Ver las calles llenas de gente o vacías, y ser nadie entre la gente y nadie entre el viento. Regresar a la ciudad que te vio nacer, y que fue escenario anónimo de todas tus vidas. La ciudad dura y hostil, la ciudad cálida y mullida. Recorrer la ciudad como un extraño, de estación a estación, de autobús a autobús, y llegar a una casa que ya no sabes si es tuya, y recibir besos y abrazos que no sabes si mereces, o si han caído sobre la piel equivocada.
Volver a la ciudad como un extraño, y andar por calles y parques y subir a las azoteas y bajar a los sótanos, y contemplarlo todo como quien contempla un vieja pintura borrosa, unas letras que casi no se pueden leer sobre una pared oscura, manchada por el agua y quemada por el sol. Y saber que ahí está la respuesta que no llegas a entender, el secreto que no acabas de recordar.
Y después, una noche, una madrugada, abandonar la ciudad como un fugitivo. Para volver a tu nueva ciudad extraña, desde tu antigua ciudad extraña. Y no saber si vas o vuelves, o si nunca te has ido, o si nunca has vuelto. Y vivir en el camino, y vivir entre recuerdos polvorientos y heridas secas, entre canciones sin letra y palabras sin música.
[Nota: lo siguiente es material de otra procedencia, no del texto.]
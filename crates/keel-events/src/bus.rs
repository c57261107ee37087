//! EventBus — linearized, synchronous fan-out.
//!
//! Publishes from all threads land in one FIFO queue. The first publisher to
//! find the queue idle becomes the drainer and delivers queued events in
//! order until the queue is empty; concurrent or nested publishes only
//! enqueue. The subscriber set is captured when an event is enqueued, so
//! subscribers registered later never see earlier events.

use std::collections::VecDeque;
use std::panic::{AssertUnwindSafe, catch_unwind};
use std::sync::Arc;
use std::time::{Duration, Instant};

use parking_lot::{Mutex, RwLock};
use tokio::sync::mpsc;
use tracing::{debug, error, warn};

use crate::event::{EventKind, LifecycleEvent};
use crate::subscriber::{ChannelSubscriber, FnSubscriber, Subscriber};

type SubscriberList = Arc<Vec<Arc<dyn Subscriber>>>;

struct Envelope {
    event: LifecycleEvent,
    subscribers: SubscriberList,
}

#[derive(Default)]
struct Dispatch {
    queue: VecDeque<Envelope>,
    draining: bool,
}

pub struct EventBus {
    subscribers: RwLock<SubscriberList>,
    dispatch: Mutex<Dispatch>,
    slow_threshold: Duration,
}

impl EventBus {
    pub fn new(slow_threshold: Duration) -> Self {
        Self {
            subscribers: RwLock::new(Arc::new(Vec::new())),
            dispatch: Mutex::new(Dispatch::default()),
            slow_threshold,
        }
    }

    // ── Registration ───────────────────────────────────────────────

    pub fn register(&self, subscriber: Arc<dyn Subscriber>) {
        let mut guard = self.subscribers.write();
        let mut next = (**guard).clone();
        debug!(subscriber = %subscriber.name(), "subscriber registered");
        next.push(subscriber);
        *guard = Arc::new(next);
    }

    /// Remove every subscriber with this name. Returns how many were removed.
    pub fn unregister(&self, name: &str) -> usize {
        let mut guard = self.subscribers.write();
        let before = guard.len();
        let next: Vec<_> = guard.iter().filter(|s| s.name() != name).cloned().collect();
        let removed = before - next.len();
        *guard = Arc::new(next);
        removed
    }

    /// Drop every subscriber. Subscribers that hold components which in turn
    /// hold this bus keep each other alive until the bus is cleared.
    pub fn clear(&self) -> usize {
        let mut guard = self.subscribers.write();
        let removed = guard.len();
        *guard = Arc::new(Vec::new());
        if removed > 0 {
            debug!(removed, "subscribers cleared");
        }
        removed
    }

    /// Register a closure. `kinds` empty means every kind.
    pub fn subscribe_fn<F>(&self, name: &str, kinds: &[EventKind], handler: F)
    where
        F: Fn(&LifecycleEvent) -> anyhow::Result<()> + Send + Sync + 'static,
    {
        self.register(Arc::new(FnSubscriber::new(name, kinds, handler)));
    }

    /// Register a channel and return its receiving end.
    pub fn subscribe_channel(
        &self,
        name: &str,
        kinds: &[EventKind],
    ) -> mpsc::UnboundedReceiver<LifecycleEvent> {
        let (subscriber, rx) = ChannelSubscriber::new(name, kinds);
        self.register(Arc::new(subscriber));
        rx
    }

    pub fn subscriber_count(&self) -> usize {
        self.subscribers.read().len()
    }

    // ── Publishing ─────────────────────────────────────────────────

    /// Publish an event. Never fails and never propagates subscriber errors.
    ///
    /// Returns after the event was either delivered by this thread or queued
    /// behind the delivery another thread is currently performing.
    ///
    /// The draining thread also delivers events other threads enqueue while
    /// it drains. Any lock the caller holds across `publish` (the task state
    /// machine holds the task's transition lock) is held for that whole
    /// drain, so a busy bus lengthens those critical sections.
    pub fn publish(&self, event: LifecycleEvent) {
        let subscribers = self.subscribers.read().clone();
        {
            let mut dispatch = self.dispatch.lock();
            dispatch.queue.push_back(Envelope { event, subscribers });
            if dispatch.draining {
                return;
            }
            dispatch.draining = true;
        }

        loop {
            let envelope = {
                let mut dispatch = self.dispatch.lock();
                match dispatch.queue.pop_front() {
                    Some(envelope) => envelope,
                    None => {
                        dispatch.draining = false;
                        return;
                    }
                }
            };
            self.deliver(&envelope);
        }
    }

    fn deliver(&self, envelope: &Envelope) {
        let kind = envelope.event.kind();
        for subscriber in envelope.subscribers.iter() {
            if !subscriber.handles(kind) {
                continue;
            }
            let started = Instant::now();
            let outcome = catch_unwind(AssertUnwindSafe(|| subscriber.on_event(&envelope.event)));
            let elapsed = started.elapsed();

            match outcome {
                Ok(Ok(())) => {}
                Ok(Err(e)) => {
                    error!(subscriber = %subscriber.name(), ?kind, error = %e, "subscriber failed");
                }
                Err(_) => {
                    error!(subscriber = %subscriber.name(), ?kind, "subscriber panicked");
                }
            }
            if elapsed > self.slow_threshold {
                warn!(
                    subscriber = %subscriber.name(),
                    ?kind,
                    elapsed_ms = elapsed.as_millis() as u64,
                    "slow subscriber"
                );
            }
        }
    }
}

impl Default for EventBus {
    fn default() -> Self {
        Self::new(Duration::from_millis(250))
    }
}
En ese tránsito cíclico y eterno encontramos algunos la distancia precisa para mirar la vida con menos apego. Porque la ciudad, nueva o vieja, extraña o propia, es la máscara que nos protege y nos permite resistir una semana más, un fin de semana más. El trayecto, sin embargo, es un hiato fugaz que nos permite ser nosotros sin nuestra circunstancia. Y los besos y abrazos están sin que los merezcamos, porque lo quiere el que los da.